До тех пор, пока Дантон исполнял требования масс, он был в союзе с революцией, но как только он восстал против роли слепого выполнителя воли народа, он немедленно сделался индивидуалистом, стремящимся жить только для себя, он о_т_с_т_а_л от революции. Его трагедия именно и состоит в том, что он порывает ту связь, которая должна существовать между массами и выполнителями их воли, что он уклоняется от этой задачи — и поэтому революция и массы выбрасывают его на мель, он должен погибнуть. Лакруа, друг Дантона, формулирует его вину словами: ‘Для народа слабость и умеренность одно и то же, он убивает отсталых’, и ‘Гебертисты еще не умерщвлены, народ в материальной нужде, это грозный рычаг’. Дантон знал, что нужно для спасения революции, он знал, что на данном этапе революции требовались террор и конфискации. Грозная волна народного движения диктовала эти меры. Дантон отлично понимает, что противиться этому — означает смерть. Как спастись? Бороться с Робеспьерам или итти за массами? На это Дантон отвечает: ‘Робеспьер, догмат революции, он не может быть вычеркнут. Да это и не удалось бы! А если бы даже и удалось — я предпочитаю быть гильотинированным, чем позволить гильотинировать. Я сыт по горло, зачем нам, людям, враждовать друг с другом? Нам следовало бы сесть рядом и отдохнуть’.

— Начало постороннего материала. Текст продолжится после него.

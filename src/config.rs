//! Application configuration
//!
//! Built-in defaults, overridden by an optional `config/default.*` file, then
//! by `SPATIAL_AGENT__<SECTION>__<KEY>` environment variables.

use std::time::Duration;

use config::{Config, ConfigError, Environment, File};
use serde::Deserialize;
use serde_with::serde_as;
use spatial_shared::{default_confirmation_actions, limits, Action};

use crate::error::ActionError;

#[derive(Debug, Deserialize, Clone, Default)]
#[serde(default)]
pub struct AppConfig {
    pub device_api: DeviceApiConfig,
    pub retry: RetryConfig,
    pub dispatcher: DispatcherConfig,
    pub query: QueryConfig,
    pub database: DatabaseConfig,
}

#[serde_as]
#[derive(Debug, Deserialize, Clone)]
#[serde(default)]
pub struct DeviceApiConfig {
    pub endpoint: String,
    pub api_key: Option<String>,
    #[serde_as(as = "serde_with::DurationMilliSeconds<u64>")]
    pub connect_timeout: Duration,
}

impl Default for DeviceApiConfig {
    fn default() -> Self {
        Self {
            endpoint: "http://localhost:8080".to_string(),
            api_key: None,
            connect_timeout: Duration::from_secs(5),
        }
    }
}

#[serde_as]
#[derive(Debug, Deserialize, Clone, PartialEq)]
#[serde(default)]
pub struct RetryConfig {
    pub max_attempts: u32,
    #[serde_as(as = "serde_with::DurationMilliSeconds<u64>")]
    pub min_wait: Duration,
    #[serde_as(as = "serde_with::DurationMilliSeconds<u64>")]
    pub max_wait: Duration,
    #[serde_as(as = "serde_with::DurationMilliSeconds<u64>")]
    pub attempt_timeout: Duration,
    /// Deadline for a whole logical request, waits included
    #[serde_as(as = "Option<serde_with::DurationMilliSeconds<u64>>")]
    pub overall_timeout: Option<Duration>,
}

impl Default for RetryConfig {
    fn default() -> Self {
        Self {
            max_attempts: 3,
            min_wait: Duration::from_millis(500),
            max_wait: Duration::from_secs(10),
            attempt_timeout: Duration::from_secs(10),
            overall_timeout: Some(Duration::from_secs(60)),
        }
    }
}

#[derive(Debug, Deserialize, Clone, PartialEq)]
#[serde(default)]
pub struct DispatcherConfig {
    /// Actions that need the caller's explicit confirmation flag
    pub confirmation_required: Vec<Action>,
    /// When set, only these actions may be submitted
    pub allowed_actions: Option<Vec<Action>>,
    /// Upper bound on per-device history returned in one call
    pub history_limit: usize,
}

impl Default for DispatcherConfig {
    fn default() -> Self {
        Self {
            confirmation_required: default_confirmation_actions(),
            allowed_actions: None,
            history_limit: 100,
        }
    }
}

#[derive(Debug, Deserialize, Clone, PartialEq)]
#[serde(default)]
pub struct QueryConfig {
    pub max_rows: u32,
    /// Search radius for point queries, in meters
    pub point_radius_m: f64,
}

impl Default for QueryConfig {
    fn default() -> Self {
        Self {
            max_rows: limits::DEFAULT_MAX_ROWS,
            point_radius_m: 25.0,
        }
    }
}

#[derive(Debug, Deserialize, Clone, PartialEq)]
#[serde(default)]
pub struct DatabaseConfig {
    pub url: String,
    pub max_connections: u32,
}

impl Default for DatabaseConfig {
    fn default() -> Self {
        Self {
            url: "postgres://localhost/spatial".to_string(),
            max_connections: 10,
        }
    }
}

impl AppConfig {
    pub fn load() -> Result<Self, ConfigError> {
        Self::load_with_prefix("SPATIAL_AGENT")
    }

    fn load_with_prefix(prefix: &str) -> Result<Self, ConfigError> {
        let config = Config::builder()
            .add_source(File::with_name("config/default").required(false))
            .add_source(
                Environment::with_prefix(prefix)
                    .prefix_separator("__")
                    .separator("__")
                    .try_parsing(true)
                    .list_separator(",")
                    .with_list_parse_key("dispatcher.confirmation_required")
                    .with_list_parse_key("dispatcher.allowed_actions"),
            )
            .build()?;

        config.try_deserialize()
    }

    /// Validate configuration parameters
    pub fn validate(&self) -> Result<(), ActionError> {
        if self.device_api.endpoint.trim().is_empty() {
            return Err(ActionError::Configuration(
                "Device API endpoint cannot be empty".to_string(),
            ));
        }
        self.retry.validate()?;
        if self.query.max_rows == 0 {
            return Err(ActionError::Configuration(
                "Maximum row count must be greater than zero".to_string(),
            ));
        }
        if !(self.query.point_radius_m.is_finite() && self.query.point_radius_m > 0.0) {
            return Err(ActionError::Configuration(
                "Point search radius must be a positive distance".to_string(),
            ));
        }
        if self.database.max_connections == 0 {
            return Err(ActionError::Configuration(
                "Database pool needs at least one connection".to_string(),
            ));
        }
        Ok(())
    }
}

impl RetryConfig {
    pub fn validate(&self) -> Result<(), ActionError> {
        if self.max_attempts == 0 {
            return Err(ActionError::Configuration(
                "Retry attempts must be greater than zero".to_string(),
            ));
        }
        if self.min_wait > self.max_wait {
            return Err(ActionError::Configuration(format!(
                "Minimum retry wait {:?} exceeds maximum {:?}",
                self.min_wait, self.max_wait
            )));
        }
        if self.attempt_timeout.is_zero() {
            return Err(ActionError::Configuration(
                "Attempt timeout must be greater than zero".to_string(),
            ));
        }
        Ok(())
    }
}
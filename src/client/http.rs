//! HTTP implementation of the device API

use std::fmt::Display;

use async_trait::async_trait;
use futures::stream::{self, Stream, StreamExt};
use reqwest::header::{HeaderMap, HeaderValue, ACCEPT, AUTHORIZATION, CONTENT_TYPE};
use reqwest::{Client, ClientBuilder, Response, Url};
use serde::de::DeserializeOwned;
use serde_json::Value;
use spatial_shared::codec::EventDecoder;
use spatial_shared::Device;
use tracing::debug;
use uuid::Uuid;

use super::{ApiError, CommandRequest, DeviceApi, TelemetryStream};
use crate::config::DeviceApiConfig;

impl From<reqwest::Error> for ApiError {
    fn from(e: reqwest::Error) -> Self {
        if e.is_timeout() {
            ApiError::Timeout
        } else if e.is_decode() {
            ApiError::Decode(e.to_string())
        } else {
            ApiError::Transport(e.to_string())
        }
    }
}

/// Device API reached over HTTP with JSON bodies
///
/// No request timeout is set on the client itself: attempt timeouts belong
/// to the retry layer, and telemetry streams stay open indefinitely.
#[derive(Debug, Clone)]
pub struct HttpDeviceApi {
    base_url: Url,
    client: Client,
}

impl HttpDeviceApi {
    pub fn new(config: &DeviceApiConfig) -> Result<Self, ApiError> {
        Self::with_builder(config, Client::builder())
    }

    fn with_builder(config: &DeviceApiConfig, builder: ClientBuilder) -> Result<Self, ApiError> {
        let base_url = Url::parse(config.endpoint.trim()).map_err(|e| {
            ApiError::Transport(format!("invalid endpoint '{}': {}", config.endpoint, e))
        })?;
        if base_url.cannot_be_a_base() {
            return Err(ApiError::Transport(format!(
                "endpoint '{}' cannot carry a path",
                config.endpoint
            )));
        }

        let mut headers = HeaderMap::new();
        headers.insert(CONTENT_TYPE, HeaderValue::from_static("application/json"));
        headers.insert(ACCEPT, HeaderValue::from_static("application/json"));
        if let Some(key) = &config.api_key {
            let mut value = HeaderValue::from_str(&format!("Bearer {}", key))
                .map_err(|e| ApiError::Transport(format!("invalid API key: {}", e)))?;
            value.set_sensitive(true);
            headers.insert(AUTHORIZATION, value);
        }

        let client = builder
            .default_headers(headers)
            .connect_timeout(config.connect_timeout)
            .build()?;

        Ok(Self { base_url, client })
    }

    /// Base URL with each segment appended percent-encoded, so ids can't
    /// escape their path position
    fn url(&self, segments: &[&str]) -> Url {
        let mut url = self.base_url.clone();
        if let Ok(mut path) = url.path_segments_mut() {
            path.pop_if_empty().extend(segments);
        }
        url
    }

    /// Turn non-success statuses into `ApiError::Status`
    async fn check(response: Response) -> Result<Response, ApiError> {
        let status = response.status();
        if status.is_success() {
            return Ok(response);
        }
        let body = response.text().await.unwrap_or_default();
        Err(ApiError::Status {
            status: status.as_u16(),
            body,
        })
    }

    async fn get_json<T: DeserializeOwned>(&self, url: Url) -> Result<T, ApiError> {
        let response = self.client.get(url).send().await?;
        let response = Self::check(response).await?;
        Ok(response.json().await?)
    }

    /// Body of a successful response: JSON when it parses, otherwise the
    /// raw text, `null` when empty
    async fn body_value(response: Response) -> Result<Value, ApiError> {
        let bytes = response.bytes().await?;
        if bytes.is_empty() {
            return Ok(Value::Null);
        }
        Ok(serde_json::from_slice(&bytes)
            .unwrap_or_else(|_| Value::String(String::from_utf8_lossy(&bytes).into_owned())))
    }
}

/// Decode a chunked event-stream body into telemetry payloads
///
/// Bad events are yielded as errors and decoding continues. A chunk error is
/// yielded once and ends the stream.
fn decode_events<S, B, E>(chunks: S) -> TelemetryStream
where
    S: Stream<Item = Result<B, E>> + Send + 'static,
    B: AsRef<[u8]> + Send + 'static,
    E: Display + Send + 'static,
{
    stream::unfold(
        (Box::pin(chunks), EventDecoder::new(), false),
        |(mut chunks, mut decoder, finished)| async move {
            if finished {
                return None;
            }
            loop {
                match decoder.decode_telemetry() {
                    Ok(Some(payload)) => return Some((Ok(payload), (chunks, decoder, false))),
                    Ok(None) => {}
                    Err(e) => return Some((Err(ApiError::from(e)), (chunks, decoder, false))),
                }
                match chunks.next().await {
                    Some(Ok(bytes)) => decoder.extend(bytes.as_ref()),
                    Some(Err(e)) => {
                        let error = ApiError::Transport(e.to_string());
                        return Some((Err(error), (chunks, decoder, true)));
                    }
                    None => return None,
                }
            }
        },
    )
    .boxed()
}

#[async_trait]
impl DeviceApi for HttpDeviceApi {
    async fn health(&self) -> Result<Value, ApiError> {
        let response = self.client.get(self.url(&["health"])).send().await?;
        Self::body_value(Self::check(response).await?).await
    }

    async fn list_devices(&self) -> Result<Vec<Device>, ApiError> {
        self.get_json(self.url(&["devices"])).await
    }

    async fn get_device(&self, device_id: &str) -> Result<Device, ApiError> {
        self.get_json(self.url(&["devices", device_id])).await
    }

    async fn submit_command(&self, request: &CommandRequest) -> Result<Value, ApiError> {
        debug!(
            "POST /commands {} {} -> {}",
            request.command_id, request.action, request.device_id
        );
        let response = self
            .client
            .post(self.url(&["commands"]))
            .json(request)
            .send()
            .await?;
        Self::body_value(Self::check(response).await?).await
    }

    async fn get_command(&self, command_id: Uuid) -> Result<Value, ApiError> {
        let id = command_id.to_string();
        self.get_json(self.url(&["commands", &id])).await
    }

    async fn cancel_command(&self, command_id: Uuid) -> Result<(), ApiError> {
        let id = command_id.to_string();
        let response = self
            .client
            .post(self.url(&["commands", &id, "cancel"]))
            .send()
            .await?;
        Self::check(response).await?;
        Ok(())
    }

    async fn telemetry_stream(&self, device_id: &str) -> Result<TelemetryStream, ApiError> {
        let response = self
            .client
            .get(self.url(&["devices", device_id, "telemetry", "stream"]))
            .header(ACCEPT, "text/event-stream")
            .send()
            .await?;
        let response = Self::check(response).await?;
        Ok(decode_events(response.bytes_stream()))
    }
}
//! Errors for the spatial action layer

use chrono::{DateTime, Utc};
use spatial_shared::state_machine::InvalidTransition;
use spatial_shared::{Action, CommandFailure, ParseActionError, TrajectoryError};
use thiserror::Error;
use uuid::Uuid;

use crate::client::{ApiError, RetryError};

/// Why a query was refused before reaching the store
#[derive(Error, Debug, Clone, PartialEq, Eq)]
pub enum UnsafeReason {
    #[error("table '{0}' is not whitelisted")]
    TableNotWhitelisted(String),

    #[error("column '{column}' is not whitelisted for table '{table}'")]
    ColumnNotWhitelisted { table: String, column: String },

    #[error("statement contains forbidden pattern: {0}")]
    ForbiddenPattern(String),

    #[error("only SELECT statements are allowed")]
    NotSelect,
}

#[derive(Error, Debug)]
pub enum ActionError {
    #[error("Invalid time range: start {start} is after end {end}")]
    InvalidRange {
        start: DateTime<Utc>,
        end: DateTime<Utc>,
    },

    #[error("Invalid geometry: {0}")]
    InvalidGeometry(String),

    #[error("Unsafe query: {0}")]
    UnsafeQuery(UnsafeReason),

    #[error("Action '{action}' requires explicit confirmation")]
    ConfirmationRequired { action: Action },

    #[error(transparent)]
    InvalidTransition(#[from] InvalidTransition),

    #[error("Device unreachable after {attempts} attempts: {last_error}")]
    DeviceUnreachable { attempts: u32, last_error: String },

    #[error("Command not found: {0}")]
    CommandNotFound(Uuid),

    #[error("Unknown action: {0}")]
    UnknownAction(String),

    #[error("Action '{0}' is not allowed")]
    ActionNotAllowed(Action),

    #[error("Invalid parameter: {0}")]
    InvalidParameter(String),

    #[error("Device rejected request: {0}")]
    DeviceRejected(String),

    #[error("Operation cancelled")]
    Cancelled,

    #[error("Device API error: {0}")]
    Api(#[from] ApiError),

    #[error("Database error: {0}")]
    Database(#[from] sqlx::Error),

    #[error("Configuration error: {0}")]
    Config(#[from] config::ConfigError),

    #[error("Configuration error: {0}")]
    Configuration(String),

    #[error("Serialization error: {0}")]
    Serialization(#[from] serde_json::Error),
}

impl ActionError {
    /// Stable machine-readable name of the error kind
    pub fn kind(&self) -> &'static str {
        match self {
            ActionError::InvalidRange { .. } => "invalid_range",
            ActionError::InvalidGeometry(_) => "invalid_geometry",
            ActionError::UnsafeQuery(_) => "unsafe_query",
            ActionError::ConfirmationRequired { .. } => "confirmation_required",
            ActionError::InvalidTransition(_) => "invalid_transition",
            ActionError::DeviceUnreachable { .. } => "device_unreachable",
            ActionError::CommandNotFound(_) => "command_not_found",
            ActionError::UnknownAction(_) => "unknown_action",
            ActionError::ActionNotAllowed(_) => "action_not_allowed",
            ActionError::InvalidParameter(_) => "invalid_parameter",
            ActionError::DeviceRejected(_) => "device_rejected",
            ActionError::Cancelled => "cancelled",
            ActionError::Api(_) => "api",
            ActionError::Database(_) => "database",
            ActionError::Config(_) | ActionError::Configuration(_) => "configuration",
            ActionError::Serialization(_) => "serialization",
        }
    }

    /// Whether the same call may succeed later without changes
    pub fn is_retryable(&self) -> bool {
        match self {
            ActionError::DeviceUnreachable { .. } => true,
            ActionError::Api(e) => e.is_retryable(),
            ActionError::Database(e) => matches!(
                e,
                sqlx::Error::Io(_) | sqlx::Error::PoolTimedOut | sqlx::Error::PoolClosed
            ),
            _ => false,
        }
    }
}

impl From<ParseActionError> for ActionError {
    fn from(e: ParseActionError) -> Self {
        ActionError::UnknownAction(e.0)
    }
}

impl From<TrajectoryError> for ActionError {
    fn from(e: TrajectoryError) -> Self {
        ActionError::InvalidParameter(e.to_string())
    }
}

impl From<CommandFailure> for ActionError {
    fn from(failure: CommandFailure) -> Self {
        match failure {
            CommandFailure::DeviceUnreachable {
                attempts,
                last_error,
            } => ActionError::DeviceUnreachable {
                attempts,
                last_error,
            },
            CommandFailure::DeviceRejected { message } => ActionError::DeviceRejected(message),
            CommandFailure::DeadlineExceeded { attempts } => ActionError::DeviceUnreachable {
                attempts,
                last_error: "dispatch deadline exceeded".to_string(),
            },
        }
    }
}

impl From<RetryError> for ActionError {
    fn from(e: RetryError) -> Self {
        match e {
            RetryError::Exhausted {
                attempts,
                last_error,
            } => ActionError::DeviceUnreachable {
                attempts,
                last_error,
            },
            RetryError::Terminal { error, .. } => ActionError::DeviceRejected(error),
            RetryError::Cancelled { .. } => ActionError::Cancelled,
            RetryError::DeadlineExceeded { attempts } => ActionError::DeviceUnreachable {
                attempts,
                last_error: "overall deadline exceeded".to_string(),
            },
        }
    }
}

Итак — Робеспьер выполняет требования масс, он в союзе с революцией, а Дантон поставил себя вне революции, и теперь жернова истории быстро, неумолимо, беспощадно размалывают его. Трагический ход событий, ведущий Дантона и его сообщников на гильотину, совершается так фаталистически, как будто его приводит в движение какая-то невидимая тяжелая железная машина. ‘Будь это борьба’, говорит Дантон, ‘в которой сцепляешься руками и зубами! Но мне кажется, будто я попал в мельницу, и мои руки и ноги медленно, систематически обламываются холодной физической силой. Быть умерщвленным так механически!’